Progress in Intelligence Research
Gregory Hood, American Renaissance, November 21, 2019
Most experts attribute the US black-white intelligence differences at least partially to genes.
“Survey of expert opinion on intelligence,” published recently in the journal Intelligence, found 40 percent of experts favored a more environmental explanation, 43 percent a more genetic one, and about 17 percent a 50-50 split. The mean slightly favored environmental explanations, because of a relatively large number who believe intelligence differences are due entirely to environment.
Put another way, however, 84 percent of experts said genes play a role of some kind. This means that the overwhelming majority disagree with the standard media position: that genes have nothing to do with race differences in intelligence. As is clear in the table below, the most popular single position is that genes and environment contribute equally to IQ differences.
“Experts” were those “who published at least one article after 2010 in journals covering cognitive ability.” The researchers asked a number of questions about the experts’ backgrounds and opinions. They were mostly academics, psychologists, and journalists, and as can be seen in the table below, the sample skewed left-liberal.
Conservatives were more likely than liberals to endorse the validity of IQ testing in general, but there were some broadly accepted views. Most experts said there was little bias in IQ testing, though a majority said the “motivation of the examinee” is an important factor to consider in test results.
Liberals had a more positive view of the media than conservatives. However, the study reported that “experts [generally] disagreed [with the view] that the media accurately reports research, that competent experts are chosen, that reporting is rational, that important topics are selected, and that researchers are well treated.” This isn’t surprising. The media often call IQ research “racist.” Even liberals must find this frustrating.
One expert who knows the problem well is Dr. James Thompson. He withstood a hysterical campaign as the organizer of the London Conference on Intelligence. In a commentary on this study, he writes that the last survey of intelligence experts took place in 1988, and that this more recent survey shows “an increase in the willingness to ascribe intelligence differences to genetic causes.”
Opinions could have changed more than the data indicate because, as he notes, respondents might have worried that their identities might “leak out in some way.” This could explain the low response rate of under 20 percent.
In 2013, journalists complained about Jason Richwine’s 2009 Harvard dissertation on “IQ and Immigration policy.” The “conservative” Heritage Foundation fired him. A plurality of respondents supported the use of IQ in determining immigration policies, so they are presumably vulnerable.

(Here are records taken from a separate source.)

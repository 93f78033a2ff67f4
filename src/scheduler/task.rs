use alloc::boxed::Box;
use alloc::string::String;
use alloc::vec;

use super::context::Context;
use crate::config::{DEFAULT_PRIORITY, KERNEL_STACK_SIZE, MAX_SYSCALL_NUM, NTHREAD};
use crate::fs::fd::FdTable;
use crate::memory::address_space::AddressSpace;
use crate::memory::PhysAddr;

/// Process state machine.
#[derive(Debug, Clone, Copy, PartialEq, Eq)]
pub enum ProcessState {
    Unused,
    Used,
    Zombie,
}

/// Thread state machine.
#[derive(Debug, Clone, Copy, PartialEq, Eq)]
pub enum ThreadState {
    Unused,
    Used,
    Sleeping,
    Runnable,
    Running,
    Exited,
}

/// Index of a process-table slot plus the generation it was allocated in.
/// A handle whose generation no longer matches the slot is stale.
#[derive(Debug, Clone, Copy, PartialEq, Eq)]
pub struct ProcHandle {
    pub slot: usize,
    pub generation: u64,
}

/// Non-owning link to another process.
#[derive(Debug, Clone, Copy, PartialEq, Eq)]
pub struct ProcLink {
    pub handle: ProcHandle,
    pub pid: usize,
}

/// A thread, named by its process and its index in the thread array.
#[derive(Debug, Clone, Copy, PartialEq, Eq)]
pub struct ThreadRef {
    pub proc: ProcHandle,
    pub tid: usize,
}

/// Which children a sleeping `wait` accepts.
#[derive(Debug, Clone, Copy, PartialEq, Eq)]
pub enum WaitTarget {
    Any,
    Pid(usize),
}

impl WaitTarget {
    /// `-1` waits for any child.
    pub fn from_pid(pid: isize) -> Self {
        if pid == -1 { WaitTarget::Any } else { WaitTarget::Pid(pid as usize) }
    }

    pub fn matches(self, pid: usize) -> bool {
        match self {
            WaitTarget::Any => true,
            WaitTarget::Pid(want) => want == pid,
        }
    }
}

/// Owned kernel stack memory.
pub struct KernelStack(Box<[u8]>);

impl KernelStack {
    pub fn new() -> Self {
        KernelStack(vec![0u8; KERNEL_STACK_SIZE].into_boxed_slice())
    }

    pub fn top(&self) -> u64 {
        (self.0.as_ptr() as u64 + KERNEL_STACK_SIZE as u64) & !0xF
    }
}

impl Default for KernelStack {
    fn default() -> Self {
        Self::new()
    }
}

pub struct Thread {
    pub state: ThreadState,
    pub tid: usize,
    /// Top of this thread's user stack.
    pub ustack: u64,
    pub kstack: Option<KernelStack>,
    /// Frame holding the trapframe, also mapped at `trapframe_va(tid)`.
    pub trapframe: PhysAddr,
    pub context: Context,
    pub exit_code: i32,
    /// Set while a core is executing on this thread's kernel stack, from
    /// the switch in until the scheduler is back on its idle context.
    pub on_cpu: bool,
    pub waiting: Option<WaitTarget>,
}

impl Thread {
    pub fn new(tid: usize) -> Self {
        Thread {
            state: ThreadState::Unused,
            tid,
            ustack: 0,
            kstack: None,
            trapframe: PhysAddr::zero(),
            context: Context::empty(),
            exit_code: 0,
            on_cpu: false,
            waiting: None,
        }
    }

    pub fn is_live(&self) -> bool {
        !matches!(self.state, ThreadState::Unused | ThreadState::Exited)
    }
}

/// Per-process syscall counters and start time, reported by `task_info`.
pub struct SyscallStats {
    pub syscall_times: [u32; MAX_SYSCALL_NUM],
    pub start_ms: u64,
}

impl SyscallStats {
    pub const fn new() -> Self {
        SyscallStats { syscall_times: [0; MAX_SYSCALL_NUM], start_ms: 0 }
    }

    /// Counts one invocation of syscall `id`; ids past the table are ignored.
    pub fn record(&mut self, id: usize) {
        if let Some(n) = self.syscall_times.get_mut(id) {
            *n += 1;
        }
    }
}

impl Default for SyscallStats {
    fn default() -> Self {
        Self::new()
    }
}

pub struct Process {
    pub state: ProcessState,
    pub pid: usize,
    pub slot: usize,
    pub generation: u64,
    pub name: String,
    pub space: Option<AddressSpace>,
    /// Base of the per-thread user stack slots.
    pub ustack_base: u64,
    pub parent: Option<ProcLink>,
    pub exit_code: i32,
    pub files: FdTable,
    pub threads: [Thread; NTHREAD],
    pub priority: i64,
    pub stats: SyscallStats,
}

impl Process {
    pub fn new(slot: usize) -> Self {
        Process {
            state: ProcessState::Unused,
            pid: 0,
            slot,
            generation: 0,
            name: String::new(),
            space: None,
            ustack_base: 0,
            parent: None,
            exit_code: 0,
            files: FdTable::new(),
            threads: core::array::from_fn(Thread::new),
            priority: DEFAULT_PRIORITY,
            stats: SyscallStats::new(),
        }
    }

    pub fn handle(&self) -> ProcHandle {
        ProcHandle { slot: self.slot, generation: self.generation }
    }

    pub fn link(&self) -> ProcLink {
        ProcLink { handle: self.handle(), pid: self.pid }
    }

    pub fn is_child_of(&self, parent: ProcHandle) -> bool {
        self.state != ProcessState::Unused && self.parent.map(|l| l.handle) == Some(parent)
    }

    pub fn live_threads(&self) -> usize {
        self.threads.iter().filter(|t| t.is_live()).count()
    }

    pub fn any_on_cpu(&self) -> bool {
        self.threads.iter().any(|t| t.on_cpu)
    }
}
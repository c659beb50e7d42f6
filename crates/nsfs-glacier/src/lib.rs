//! Glacier (tape) tiering workflows over the write-ahead log.
//!
//! Two WALs exist side by side in the glacier logs directory: the *migrate*
//! WAL records objects newly written with the GLACIER storage class, the
//! *restore* WAL records restore-object requests. Periodic jobs seal the
//! active segments and drain them through a [`GlacierBackend`], the only
//! part of the pipeline that talks to the actual tape stack.
//!
//! Every workflow is at-least-once: a crash between processing and segment
//! deletion replays the segment, and the backend's `should_migrate`
//! pre-check turns the replay into a no-op.

mod backend;
mod error;
mod status;
mod workflows;

pub use backend::GlacierBackend;
pub use error::{GlacierError, GlacierResult};
pub use status::{
    RestoreStatus, clear_restore_request, get_restore_request, get_restore_status,
    set_restore_request, set_restore_status,
};
pub use workflows::Glacier;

An overwhelming majority favored further research on intelligence differences, even if it jeopardized “social peace.” Only 5 percent said research should be stopped if it found intelligence differences between groups that could result in conflict. Forty-one percent said that if research on IQ differences continues, there should be “intensive education of society” about the findings. The majority favored continued research without qualification of any kind.
Another interesting finding was that this mostly liberal group was skeptical of the need for affirmative action to ensure representation of immigrants and/or minorities.
Women who responded disproportionately favored an environmental explanation for intelligence differences and more often assumed IQ tests were biased. However, the sample size of women (12) was small compared to that of men (60).
The data were collected in 2013 and 2014. This was before the intensification of egalitarian fervor that began in 2014/2015 and that some have called the “Great Awokening.” Survey results today might be different.
Dr. Thompson calls this a good study that could have been better. A shorter, more focused study with guarantees of anonymity would probably have elicited more responses. Yet this small study provides some hope that scientific truth is winning out over “blank-slate” dogma.